The Prevalence of Hypothalamic-Pituitary-Adrenal Axis Suppression in Children with Persistent Asthma
Hypothalamic-pituitary-adrenal (HPA) axis suppression is the most important systemic side effect associated with inhaled corticosteroids (ICS) therapy.
To evaluate the prevalence and determinants of hypothalamic-pituitary-adrenal (HPA) axis suppression in asthmatic children on ICSs.
A total of 92 children aged 6 to 18 years, diagnosed with persistent asthma, and receiving regular ICS therapy for a minimum of 3 months, without any systemic steroid therapy within the last 3 months, were enrolled in the study. Clinical and demographic variables were recorded. HPA axis suppression was measured by morning cortisol levels and confirmed by low-dose adrenocorticotropic hormone stimulation test.

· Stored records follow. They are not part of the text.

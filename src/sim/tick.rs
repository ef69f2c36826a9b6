//! Fixed timestep simulation tick
//!
//! Core game loop that advances the simulation one frame. Commands queued
//! since the previous frame are applied first, in arrival order, then the
//! layout is rebuilt and, while playing, hazards and timers advance.

use super::autopilot;
use super::collision::{resolve_trees, resolve_tunnel};
use super::player::{DeathTick, PlayerId, PlayerMode};
use super::state::{DeathCause, GameEvent, GamePhase, GameState};
use super::tunnel::TunnelEvent;
use crate::wrap_index;

/// A single player or global command
#[derive(Debug, Clone, Copy, PartialEq, Eq)]
pub enum Command {
    /// Leave the start screen
    Start,
    /// Leave the game over screen
    Restart,
    /// Step one cell left (-1) or right (+1)
    Move { player: PlayerId, dir: i8 },
    /// Drop into the track at a wagon edge, or tap to survive on the track
    Duck { player: PlayerId },
    /// Hop onto a wagon from the track, or jump on top of a wagon
    Jump { player: PlayerId },
}

/// Input commands for a single tick (deterministic)
#[derive(Debug, Clone, Default)]
pub struct TickInput {
    /// Commands in the order they were received
    pub commands: Vec<Command>,
    /// Idle/demo mode - the autopilot plays the game
    pub idle_mode: bool,
}

/// Advance the game state by one frame
pub fn tick(state: &mut GameState, input: &TickInput) {
    state.events.clear();
    state.frame += 1;

    // Scenery scrolls on every screen
    let scroll_speed = state.settings.scroll_speed;
    let screen_width = state.settings.screen_width();
    state.forest.scroll(scroll_speed, screen_width);

    for &command in &input.commands {
        apply_command(state, command);
    }
    if input.idle_mode {
        for command in autopilot::plan(state) {
            apply_command(state, command);
        }
    }

    // Layout is rebuilt in every phase so the idle screens still show the train
    state.recompute_layout();

    if state.phase != GamePhase::Play {
        return;
    }

    update_tunnel(state);

    for &id in state.active_players() {
        state.player_mut(id).tick_jump_timer();
    }

    for &id in state.active_players() {
        tick_track_survival(state, id);
    }

    for &id in state.active_players() {
        resolve_tunnel(state, id);
    }

    if state.settings.trees_enabled {
        for &id in state.active_players() {
            resolve_trees(state, id);
        }
    }
}

/// Apply one command against the current phase
pub fn apply_command(state: &mut GameState, command: Command) {
    match command {
        Command::Start => state.start_game(),
        Command::Restart => state.restart(),
        Command::Move { player, dir } => try_move_side(state, player, dir),
        Command::Duck { player } => handle_duck(state, player),
        Command::Jump { player } => try_jump(state, player),
    }
}

/// Commands are ignored outside play, for inactive slots, and for dead or airborne players
fn is_locked(state: &GameState, id: PlayerId) -> bool {
    state.phase != GamePhase::Play || !state.is_active(id) || state.player(id).is_locked()
}

/// Step one cell sideways if the mode allows it
pub fn try_move_side(state: &mut GameState, id: PlayerId, dir: i8) {
    if is_locked(state, id) || dir == 0 {
        return;
    }
    let size = state.settings.display_size;
    let layout = &state.layout;
    let player = &state.players[id.index()];
    let pos = player.position;
    let next = wrap_index(pos as i64 + dir.signum() as i64, size);

    let allowed = match player.mode {
        PlayerMode::Wagon => {
            // Wagons are left only by ducking at an edge
            let at_edge = if dir < 0 {
                layout.is_left_edge(pos)
            } else {
                layout.is_right_edge(pos)
            };
            !at_edge && layout.is_wagon(next)
        }
        PlayerMode::Track => !layout.is_wagon(next),
    };

    if allowed {
        state.player_mut(id).position = next;
    }
}

/// Duck: tap to survive on the track, or drop off a wagon edge onto it
pub fn handle_duck(state: &mut GameState, id: PlayerId) {
    if is_locked(state, id) {
        return;
    }
    let frame = state.frame;
    let size = state.settings.display_size;
    let pos = state.player(id).position;

    match state.player(id).mode {
        PlayerMode::Track => state.player_mut(id).tap(frame),
        PlayerMode::Wagon => {
            let drop_to = if state.layout.is_right_edge(pos) {
                wrap_index(pos as i64 + 1, size)
            } else if state.layout.is_left_edge(pos) {
                wrap_index(pos as i64 - 1, size)
            } else {
                return;
            };

            if !state.layout.is_wagon(drop_to) {
                let player = state.player_mut(id);
                player.position = drop_to;
                player.mode = PlayerMode::Track;
                player.tap(frame);
            }
        }
    }
}

/// Jump: climb onto an adjacent wagon from the track, or jump on top of the wagon
pub fn try_jump(state: &mut GameState, id: PlayerId) {
    if is_locked(state, id) {
        return;
    }
    let size = state.settings.display_size;
    let jump_frames = state.timings.jump_frames;
    let pos = state.player(id).position;

    match state.player(id).mode {
        PlayerMode::Track => {
            let left = wrap_index(pos as i64 - 1, size);
            let right = wrap_index(pos as i64 + 1, size);
            let target = if state.layout.is_wagon(left) {
                left
            } else if state.layout.is_wagon(right) {
                right
            } else {
                return;
            };
            let player = state.player_mut(id);
            player.position = target;
            player.mode = PlayerMode::Wagon;
        }
        PlayerMode::Wagon => state.player_mut(id).start_jump(jump_frames),
    }
}

/// Respawn countdown for dead players, neglect death for living ones on the track
fn tick_track_survival(state: &mut GameState, id: PlayerId) {
    if state.phase != GamePhase::Play {
        return;
    }

    match state.player_mut(id).tick_death_timer() {
        DeathTick::Respawn => {
            state.respawn_player(id);
            return;
        }
        DeathTick::Waiting | DeathTick::Out => return,
        DeathTick::Alive => {}
    }

    let frame = state.frame;
    let death_after = state.timings.death_after_frames;
    if state.player(id).track_neglect_expired(frame, death_after) {
        state.kill_player(id, DeathCause::Neglect);
    }
}

/// Move the tunnel and re-arm it after it has passed
fn update_tunnel(state: &mut GameState) {
    let frame = state.frame;
    let size = state.settings.display_size;

    if state.tunnel.warning_started(frame) {
        state.events.push(GameEvent::TunnelWarning);
        log::debug!("Tunnel warning at frame {frame}");
    }

    match state.tunnel.advance(frame, state.timings.tunnel_speed, size) {
        Some(TunnelEvent::Arrived) => {
            state.events.push(GameEvent::TunnelArrived);
            log::debug!("Tunnel entered at frame {frame}");
        }
        Some(TunnelEvent::Passed) => {
            state.events.push(GameEvent::TunnelPassed);
            log::debug!("Tunnel passed at frame {frame}");
            if let Some(rearm) = state.timings.tunnel_rearm_frames {
                state
                    .tunnel
                    .schedule(frame.saturating_add(rearm), state.timings.tunnel_warn_frames, size);
            }
        }
        None => {}
    }
}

Of 92 enrolled patients, 51 (55.4%) were male. The mean age was 10.1 ± 2.6 years. HPA axis suppression was observed in two (2.1%) patients. The body mass index (BMI) values were significantly lower in the HPA axis suppression group compared to the other enrollees. No relationship was observed between the HPA axis suppression and the ICS dose, duration of therapy or co-administration of long-acting beta-agonists or nasal steroids.
In our study, the prevalence of HPA axis suppression was 2.1%. Children with persistent asthma who has been treated with regular ICS should be screened for HPA axis suppression.